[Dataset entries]
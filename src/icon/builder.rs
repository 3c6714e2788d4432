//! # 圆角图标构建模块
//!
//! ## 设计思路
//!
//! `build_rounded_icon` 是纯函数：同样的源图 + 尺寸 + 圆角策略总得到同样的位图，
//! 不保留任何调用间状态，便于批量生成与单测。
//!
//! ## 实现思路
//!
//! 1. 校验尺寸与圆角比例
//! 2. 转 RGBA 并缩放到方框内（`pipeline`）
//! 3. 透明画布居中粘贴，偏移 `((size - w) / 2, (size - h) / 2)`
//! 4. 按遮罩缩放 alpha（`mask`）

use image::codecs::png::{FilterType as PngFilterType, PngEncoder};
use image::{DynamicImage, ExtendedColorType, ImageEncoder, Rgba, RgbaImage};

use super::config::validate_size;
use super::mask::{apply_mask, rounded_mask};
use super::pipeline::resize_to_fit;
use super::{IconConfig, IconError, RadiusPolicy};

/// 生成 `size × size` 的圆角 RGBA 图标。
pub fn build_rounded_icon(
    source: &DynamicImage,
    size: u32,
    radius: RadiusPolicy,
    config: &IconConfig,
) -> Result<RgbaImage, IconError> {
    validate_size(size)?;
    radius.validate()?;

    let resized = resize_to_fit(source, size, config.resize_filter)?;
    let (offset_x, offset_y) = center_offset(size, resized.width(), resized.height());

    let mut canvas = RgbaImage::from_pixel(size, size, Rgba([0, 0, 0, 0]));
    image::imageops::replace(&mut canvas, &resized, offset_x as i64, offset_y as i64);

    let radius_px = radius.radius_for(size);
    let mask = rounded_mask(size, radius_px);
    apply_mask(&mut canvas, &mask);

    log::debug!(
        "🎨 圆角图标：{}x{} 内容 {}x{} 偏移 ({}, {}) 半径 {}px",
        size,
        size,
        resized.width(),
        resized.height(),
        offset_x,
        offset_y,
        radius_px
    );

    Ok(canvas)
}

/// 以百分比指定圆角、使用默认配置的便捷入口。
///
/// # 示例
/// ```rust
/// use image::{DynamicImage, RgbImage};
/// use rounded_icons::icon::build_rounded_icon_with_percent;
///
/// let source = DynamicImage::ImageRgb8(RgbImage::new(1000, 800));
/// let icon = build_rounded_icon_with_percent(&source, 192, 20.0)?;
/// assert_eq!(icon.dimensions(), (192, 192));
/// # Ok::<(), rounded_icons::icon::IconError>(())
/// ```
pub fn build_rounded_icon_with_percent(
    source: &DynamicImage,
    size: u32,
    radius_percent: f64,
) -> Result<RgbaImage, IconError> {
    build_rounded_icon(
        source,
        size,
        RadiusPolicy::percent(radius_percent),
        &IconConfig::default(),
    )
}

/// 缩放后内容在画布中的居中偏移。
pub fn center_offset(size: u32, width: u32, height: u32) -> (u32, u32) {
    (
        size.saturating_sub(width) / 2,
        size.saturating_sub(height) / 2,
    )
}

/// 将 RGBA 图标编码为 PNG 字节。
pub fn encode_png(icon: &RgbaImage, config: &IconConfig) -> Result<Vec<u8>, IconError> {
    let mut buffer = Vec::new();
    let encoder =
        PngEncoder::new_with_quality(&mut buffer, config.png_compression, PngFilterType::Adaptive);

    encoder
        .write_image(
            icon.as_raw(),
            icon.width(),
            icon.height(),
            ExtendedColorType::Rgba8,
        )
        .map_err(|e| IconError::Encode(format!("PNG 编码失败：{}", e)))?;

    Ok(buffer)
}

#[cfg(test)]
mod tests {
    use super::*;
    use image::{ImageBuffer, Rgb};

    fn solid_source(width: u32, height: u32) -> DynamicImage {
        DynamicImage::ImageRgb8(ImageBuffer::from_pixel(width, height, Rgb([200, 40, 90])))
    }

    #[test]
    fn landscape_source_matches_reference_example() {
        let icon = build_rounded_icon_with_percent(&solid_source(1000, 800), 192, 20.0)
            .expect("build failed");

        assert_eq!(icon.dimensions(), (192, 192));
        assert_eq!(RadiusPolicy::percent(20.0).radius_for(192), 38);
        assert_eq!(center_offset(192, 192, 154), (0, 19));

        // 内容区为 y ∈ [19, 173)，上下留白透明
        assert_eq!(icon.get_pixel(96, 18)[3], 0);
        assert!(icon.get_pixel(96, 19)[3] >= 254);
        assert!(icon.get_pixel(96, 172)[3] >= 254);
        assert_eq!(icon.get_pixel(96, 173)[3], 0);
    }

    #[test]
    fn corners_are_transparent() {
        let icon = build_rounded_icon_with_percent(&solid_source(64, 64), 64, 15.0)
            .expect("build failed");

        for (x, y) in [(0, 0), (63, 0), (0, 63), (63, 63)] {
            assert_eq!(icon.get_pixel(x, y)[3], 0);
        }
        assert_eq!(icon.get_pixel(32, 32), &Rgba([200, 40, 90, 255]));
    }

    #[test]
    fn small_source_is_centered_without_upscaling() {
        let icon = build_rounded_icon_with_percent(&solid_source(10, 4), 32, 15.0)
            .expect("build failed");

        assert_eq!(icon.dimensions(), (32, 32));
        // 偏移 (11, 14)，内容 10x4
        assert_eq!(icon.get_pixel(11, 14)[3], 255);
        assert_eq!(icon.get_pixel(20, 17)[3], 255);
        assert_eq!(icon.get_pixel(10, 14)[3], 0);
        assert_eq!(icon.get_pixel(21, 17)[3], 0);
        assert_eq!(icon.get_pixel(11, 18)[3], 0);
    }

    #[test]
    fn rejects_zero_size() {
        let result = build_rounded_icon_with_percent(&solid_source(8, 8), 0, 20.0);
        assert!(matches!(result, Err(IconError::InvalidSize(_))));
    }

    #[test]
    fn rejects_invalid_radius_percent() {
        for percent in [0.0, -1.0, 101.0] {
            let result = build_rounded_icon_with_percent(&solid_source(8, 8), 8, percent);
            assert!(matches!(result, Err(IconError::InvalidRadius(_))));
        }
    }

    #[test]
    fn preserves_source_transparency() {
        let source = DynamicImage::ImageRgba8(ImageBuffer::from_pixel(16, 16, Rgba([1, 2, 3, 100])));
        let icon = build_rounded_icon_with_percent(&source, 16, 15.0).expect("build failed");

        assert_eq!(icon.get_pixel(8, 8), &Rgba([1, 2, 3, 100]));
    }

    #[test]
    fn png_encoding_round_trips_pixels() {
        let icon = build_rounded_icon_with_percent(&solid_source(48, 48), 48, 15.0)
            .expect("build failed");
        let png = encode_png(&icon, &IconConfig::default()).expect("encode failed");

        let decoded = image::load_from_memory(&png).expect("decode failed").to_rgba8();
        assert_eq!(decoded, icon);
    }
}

## THE TASK
Task for the records above: copy every line in which the word "height" occurs.

## SOLUTION TO THE EXERCISE
    let (offset_x, offset_y) = center_offset(size, resized.width(), resized.height());
        resized.height(),
pub fn center_offset(size: u32, width: u32, height: u32) -> (u32, u32) {
        size.saturating_sub(height) / 2,
            icon.height(),
    fn solid_source(width: u32, height: u32) -> DynamicImage {
        DynamicImage::ImageRgb8(ImageBuffer::from_pixel(width, height, Rgb([200, 40, 90])))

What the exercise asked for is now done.